REQUIREMENT: Output, without alteration, the first line of the entries and each line after it, stopping with the line that contains "repository 23f23fad46d373f1".

Top of MATERIAL FOR THE TASK

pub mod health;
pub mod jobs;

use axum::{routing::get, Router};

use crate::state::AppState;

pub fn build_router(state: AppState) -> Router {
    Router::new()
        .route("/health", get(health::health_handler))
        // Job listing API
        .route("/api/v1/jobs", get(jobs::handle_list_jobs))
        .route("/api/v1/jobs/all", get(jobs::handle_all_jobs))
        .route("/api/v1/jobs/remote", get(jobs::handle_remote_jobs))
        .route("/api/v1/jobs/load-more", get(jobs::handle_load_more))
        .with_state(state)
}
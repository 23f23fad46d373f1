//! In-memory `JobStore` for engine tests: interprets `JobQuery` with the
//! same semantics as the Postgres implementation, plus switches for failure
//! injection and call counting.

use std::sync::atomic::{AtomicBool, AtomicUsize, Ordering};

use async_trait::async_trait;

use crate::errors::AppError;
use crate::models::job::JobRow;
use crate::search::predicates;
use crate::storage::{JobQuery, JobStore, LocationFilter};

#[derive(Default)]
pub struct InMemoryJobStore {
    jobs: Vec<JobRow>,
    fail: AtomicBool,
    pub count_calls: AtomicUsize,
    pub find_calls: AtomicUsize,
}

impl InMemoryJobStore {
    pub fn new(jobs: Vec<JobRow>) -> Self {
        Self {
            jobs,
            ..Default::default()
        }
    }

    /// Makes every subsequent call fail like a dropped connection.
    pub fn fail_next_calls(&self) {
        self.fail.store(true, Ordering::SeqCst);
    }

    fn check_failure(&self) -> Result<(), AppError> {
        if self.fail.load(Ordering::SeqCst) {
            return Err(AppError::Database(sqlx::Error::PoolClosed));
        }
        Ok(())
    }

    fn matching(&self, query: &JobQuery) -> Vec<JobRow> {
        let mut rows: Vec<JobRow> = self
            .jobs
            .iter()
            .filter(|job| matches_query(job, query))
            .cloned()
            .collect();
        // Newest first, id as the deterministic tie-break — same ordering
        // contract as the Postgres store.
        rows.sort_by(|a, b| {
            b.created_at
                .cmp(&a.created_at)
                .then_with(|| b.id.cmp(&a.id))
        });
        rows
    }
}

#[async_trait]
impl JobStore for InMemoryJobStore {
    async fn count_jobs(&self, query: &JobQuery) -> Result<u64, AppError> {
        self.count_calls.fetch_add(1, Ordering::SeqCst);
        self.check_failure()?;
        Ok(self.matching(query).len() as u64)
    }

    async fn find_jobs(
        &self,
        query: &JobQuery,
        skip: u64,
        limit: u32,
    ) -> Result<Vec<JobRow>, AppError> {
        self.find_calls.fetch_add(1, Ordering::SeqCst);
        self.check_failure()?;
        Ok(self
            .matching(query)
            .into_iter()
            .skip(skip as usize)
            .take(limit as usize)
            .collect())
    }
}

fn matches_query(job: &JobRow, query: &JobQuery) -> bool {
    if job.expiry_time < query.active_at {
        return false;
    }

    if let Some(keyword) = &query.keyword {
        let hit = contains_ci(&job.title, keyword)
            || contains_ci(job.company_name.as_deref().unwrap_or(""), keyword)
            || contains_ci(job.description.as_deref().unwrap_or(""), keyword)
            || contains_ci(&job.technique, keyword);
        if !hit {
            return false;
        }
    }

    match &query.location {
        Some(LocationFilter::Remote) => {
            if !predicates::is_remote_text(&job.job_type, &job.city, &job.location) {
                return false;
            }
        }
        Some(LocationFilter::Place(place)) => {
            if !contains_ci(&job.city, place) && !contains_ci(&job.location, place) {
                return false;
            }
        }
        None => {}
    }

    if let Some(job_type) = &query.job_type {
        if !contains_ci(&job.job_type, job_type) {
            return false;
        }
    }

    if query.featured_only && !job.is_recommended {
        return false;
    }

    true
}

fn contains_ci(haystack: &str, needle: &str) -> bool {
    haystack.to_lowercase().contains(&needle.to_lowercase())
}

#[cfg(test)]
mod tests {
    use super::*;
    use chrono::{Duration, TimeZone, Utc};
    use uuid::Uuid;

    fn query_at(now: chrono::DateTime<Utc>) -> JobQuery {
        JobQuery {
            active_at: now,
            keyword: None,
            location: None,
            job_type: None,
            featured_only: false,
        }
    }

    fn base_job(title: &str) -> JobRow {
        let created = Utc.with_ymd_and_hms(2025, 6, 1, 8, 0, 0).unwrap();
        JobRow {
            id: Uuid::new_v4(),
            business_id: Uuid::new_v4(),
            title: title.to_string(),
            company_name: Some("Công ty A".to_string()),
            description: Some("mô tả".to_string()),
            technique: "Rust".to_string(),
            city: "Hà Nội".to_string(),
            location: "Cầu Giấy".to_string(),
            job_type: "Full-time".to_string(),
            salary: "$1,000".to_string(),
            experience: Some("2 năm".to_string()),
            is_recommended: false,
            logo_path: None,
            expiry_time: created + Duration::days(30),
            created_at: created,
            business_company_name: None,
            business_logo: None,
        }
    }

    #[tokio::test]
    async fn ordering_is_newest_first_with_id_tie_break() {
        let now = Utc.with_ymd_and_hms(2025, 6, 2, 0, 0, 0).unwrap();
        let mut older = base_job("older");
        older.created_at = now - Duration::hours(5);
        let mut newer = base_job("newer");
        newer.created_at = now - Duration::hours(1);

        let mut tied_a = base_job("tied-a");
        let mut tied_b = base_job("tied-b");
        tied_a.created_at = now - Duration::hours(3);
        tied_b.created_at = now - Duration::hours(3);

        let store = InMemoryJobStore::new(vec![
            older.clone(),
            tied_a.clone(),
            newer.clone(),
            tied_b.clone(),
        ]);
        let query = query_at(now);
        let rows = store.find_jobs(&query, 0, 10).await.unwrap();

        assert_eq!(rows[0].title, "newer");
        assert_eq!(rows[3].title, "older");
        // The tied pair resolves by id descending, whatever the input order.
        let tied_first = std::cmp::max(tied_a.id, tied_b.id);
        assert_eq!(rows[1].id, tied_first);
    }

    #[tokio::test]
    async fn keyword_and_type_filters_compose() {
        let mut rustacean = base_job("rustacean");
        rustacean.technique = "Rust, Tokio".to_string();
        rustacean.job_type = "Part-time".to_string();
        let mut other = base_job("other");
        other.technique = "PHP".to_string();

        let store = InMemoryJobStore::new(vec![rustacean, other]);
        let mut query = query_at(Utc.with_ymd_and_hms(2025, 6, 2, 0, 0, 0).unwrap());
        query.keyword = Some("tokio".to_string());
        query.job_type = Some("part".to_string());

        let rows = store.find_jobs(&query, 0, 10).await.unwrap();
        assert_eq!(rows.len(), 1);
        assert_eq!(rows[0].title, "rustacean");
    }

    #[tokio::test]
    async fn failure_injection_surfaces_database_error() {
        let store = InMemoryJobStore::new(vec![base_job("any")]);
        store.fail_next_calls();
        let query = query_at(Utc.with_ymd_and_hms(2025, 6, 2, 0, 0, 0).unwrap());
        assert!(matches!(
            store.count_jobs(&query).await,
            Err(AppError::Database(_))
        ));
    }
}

Bottom of MATERIAL FOR THE TASK

SOLUTION TO THIS PROBLEM:
pub mod health;
pub mod jobs;

use axum::{routing::get, Router};

use crate::state::AppState;

pub fn build_router(state: AppState) -> Router {
    Router::new()
        .route("/health", get(health::health_handler))
        // Job listing API
        .route("/api/v1/jobs", get(jobs::handle_list_jobs))
        .route("/api/v1/jobs/all", get(jobs::handle_all_jobs))
        .route("/api/v1/jobs/remote", get(jobs::handle_remote_jobs))
        .route("/api/v1/jobs/load-more", get(jobs::handle_load_more))
        .with_state(state)
}
repository 23f23fad46d373f1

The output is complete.